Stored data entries
··········

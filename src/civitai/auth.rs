//! Session-token resolution.
//!
//! The private API authenticates with the `__Secure-civitai-token` cookie of a
//! logged-in browser session. Acquiring it is left to the user; this module only
//! finds, validates and caches it.

use anyhow::{bail, Context, Result};
use std::env;
use std::fmt;
use std::fs;
use std::path::{Path, PathBuf};
use tracing::{debug, warn};

use super::error::CivitaiError;
use crate::config::{CivitaiConfig, APP_DIR_NAME};
use crate::util::{write_atomic, SecretString};

pub const SESSION_COOKIE_NAME: &str = "__Secure-civitai-token";

/// Environment variables checked, in order, before any configured one.
pub const TOKEN_ENV_VARS: &[&str] = &["CIVITAI_SESSION_COOKIE", "CIVITAI_SESSION_TOKEN"];

/// Overrides the cache file location.
pub const CACHE_ENV_VAR: &str = "CIVITAI_SESSION_CACHE";

/// Session tokens are long JWE blobs; anything this short is a mistake
/// (an API key, a cookie name, a truncated paste).
pub const MIN_TOKEN_LEN: usize = 100;

/// Where a token came from, for logging.
#[derive(Debug, Clone, PartialEq, Eq)]
pub enum TokenSource {
    Explicit,
    Cache(PathBuf),
    Env(String),
    Config,
}

impl fmt::Display for TokenSource {
    fn fmt(&self, f: &mut fmt::Formatter<'_>) -> fmt::Result {
        match self {
            TokenSource::Explicit => write!(f, "command line"),
            TokenSource::Cache(path) => write!(f, "cache file {}", path.display()),
            TokenSource::Env(var) => write!(f, "${}", var),
            TokenSource::Config => write!(f, "config file"),
        }
    }
}

pub fn is_plausible_token(token: &str) -> bool {
    token.trim().len() > MIN_TOKEN_LEN
}

/// Cache file path: `$CIVITAI_SESSION_CACHE`, then the configured path, then
/// `<config_dir>/civitai-analyzer/session_token`.
pub fn cache_path(config: &CivitaiConfig) -> Option<PathBuf> {
    if let Ok(path) = env::var(CACHE_ENV_VAR) {
        if !path.trim().is_empty() {
            return Some(PathBuf::from(path));
        }
    }
    if let Some(path) = &config.token_cache {
        return Some(path.clone());
    }
    dirs::config_dir().map(|dir| dir.join(APP_DIR_NAME).join("session_token"))
}

/// Find a usable token. Priority: explicit, cache file, environment, config.
/// Candidates that are too short are skipped with a warning.
pub fn resolve_token(
    explicit: Option<&str>,
    config: &CivitaiConfig,
) -> Result<(SecretString, TokenSource), CivitaiError> {
    let mut candidates: Vec<(String, TokenSource)> = Vec::new();

    if let Some(token) = explicit {
        candidates.push((token.to_string(), TokenSource::Explicit));
    }

    if let Some(path) = cache_path(config) {
        match read_cached_token(&path) {
            Ok(Some(token)) => candidates.push((token, TokenSource::Cache(path))),
            Ok(None) => debug!("No token cache at {}", path.display()),
            Err(e) => warn!("Ignoring unreadable token cache {}: {:#}", path.display(), e),
        }
    }

    let env_vars = TOKEN_ENV_VARS
        .iter()
        .map(|v| v.to_string())
        .chain(config.token_env.clone());
    for var in env_vars {
        if let Ok(token) = env::var(&var) {
            candidates.push((token, TokenSource::Env(var)));
        }
    }

    if let Some(token) = &config.session_token {
        candidates.push((token.expose().to_string(), TokenSource::Config));
    }

    for (token, source) in candidates {
        let token = token.trim();
        if token.is_empty() {
            continue;
        }
        if !is_plausible_token(token) {
            warn!(
                "Token from {} is only {} characters; expected a session cookie longer than {}",
                source,
                token.len(),
                MIN_TOKEN_LEN
            );
            continue;
        }
        debug!("Using session token from {}", source);
        return Ok((SecretString::new(token.to_string()), source));
    }

    Err(CivitaiError::MissingToken)
}

fn read_cached_token(path: &Path) -> Result<Option<String>> {
    if !path.exists() {
        return Ok(None);
    }
    let content = fs::read_to_string(path).with_context(|| format!("Failed to read {}", path.display()))?;
    let token = content.trim();
    Ok((!token.is_empty()).then(|| token.to_string()))
}

/// Validate and store a token in the cache file.
pub fn save_token(token: &str, path: &Path) -> Result<()> {
    let token = token.trim();
    if !is_plausible_token(token) {
        bail!(
            "That does not look like a session token ({} characters, expected more than {}). \
             Copy the value of the {} cookie.",
            token.len(),
            MIN_TOKEN_LEN,
            SESSION_COOKIE_NAME
        );
    }
    write_atomic(path, token.as_bytes())?;
    restrict_permissions(path)?;
    Ok(())
}

#[cfg(unix)]
fn restrict_permissions(path: &Path) -> Result<()> {
    use std::os::unix::fs::PermissionsExt;
    fs::set_permissions(path, fs::Permissions::from_mode(0o600))
        .with_context(|| format!("Failed to restrict permissions on {}", path.display()))
}

#[cfg(not(unix))]
fn restrict_permissions(_path: &Path) -> Result<()> {
    Ok(())
}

··········

Return a copy of every line in the records that includes the string "trim".

OUTPUT
    token.trim().len() > MIN_TOKEN_LEN
        if !path.trim().is_empty() {
        let token = token.trim();
    let token = content.trim();
    let token = token.trim();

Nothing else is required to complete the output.